Stored items:
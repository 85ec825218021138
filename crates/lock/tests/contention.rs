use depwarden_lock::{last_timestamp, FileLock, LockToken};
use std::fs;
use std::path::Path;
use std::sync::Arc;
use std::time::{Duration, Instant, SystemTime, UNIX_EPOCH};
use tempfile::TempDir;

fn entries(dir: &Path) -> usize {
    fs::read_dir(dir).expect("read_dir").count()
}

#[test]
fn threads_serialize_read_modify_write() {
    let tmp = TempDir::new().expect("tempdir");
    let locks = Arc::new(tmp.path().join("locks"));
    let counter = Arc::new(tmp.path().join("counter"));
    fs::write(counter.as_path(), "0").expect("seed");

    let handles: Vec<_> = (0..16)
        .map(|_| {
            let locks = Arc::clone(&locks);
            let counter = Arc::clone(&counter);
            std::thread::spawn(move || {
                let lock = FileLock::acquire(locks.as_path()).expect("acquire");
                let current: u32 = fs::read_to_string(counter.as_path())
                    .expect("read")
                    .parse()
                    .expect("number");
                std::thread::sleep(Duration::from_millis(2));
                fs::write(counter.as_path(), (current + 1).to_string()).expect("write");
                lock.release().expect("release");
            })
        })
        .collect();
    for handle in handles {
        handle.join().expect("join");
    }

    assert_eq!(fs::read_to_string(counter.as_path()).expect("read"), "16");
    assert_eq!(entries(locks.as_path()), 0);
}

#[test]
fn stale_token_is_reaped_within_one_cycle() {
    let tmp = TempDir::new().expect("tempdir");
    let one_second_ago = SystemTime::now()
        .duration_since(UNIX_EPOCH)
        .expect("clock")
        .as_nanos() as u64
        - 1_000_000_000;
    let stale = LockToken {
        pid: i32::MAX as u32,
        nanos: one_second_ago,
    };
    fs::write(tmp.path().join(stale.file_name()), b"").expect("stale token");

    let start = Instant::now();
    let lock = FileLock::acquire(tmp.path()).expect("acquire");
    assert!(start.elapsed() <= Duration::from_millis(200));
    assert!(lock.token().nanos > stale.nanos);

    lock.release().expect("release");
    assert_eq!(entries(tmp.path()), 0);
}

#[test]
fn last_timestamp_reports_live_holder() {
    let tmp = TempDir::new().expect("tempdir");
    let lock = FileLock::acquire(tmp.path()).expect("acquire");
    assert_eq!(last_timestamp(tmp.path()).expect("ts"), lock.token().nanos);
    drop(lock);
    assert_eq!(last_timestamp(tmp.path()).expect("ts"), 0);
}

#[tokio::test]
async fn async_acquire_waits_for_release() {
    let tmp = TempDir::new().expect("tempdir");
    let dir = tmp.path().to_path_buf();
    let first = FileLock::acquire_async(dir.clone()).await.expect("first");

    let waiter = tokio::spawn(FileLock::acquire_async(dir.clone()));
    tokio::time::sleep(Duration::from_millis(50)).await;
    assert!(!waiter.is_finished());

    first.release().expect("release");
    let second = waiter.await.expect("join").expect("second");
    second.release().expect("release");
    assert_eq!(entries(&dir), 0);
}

## YOUR GOAL
Collect each line above holding the string "SystemTime".

## RESULT
use std::time::{Duration, Instant, SystemTime, UNIX_EPOCH};
    let one_second_ago = SystemTime::now()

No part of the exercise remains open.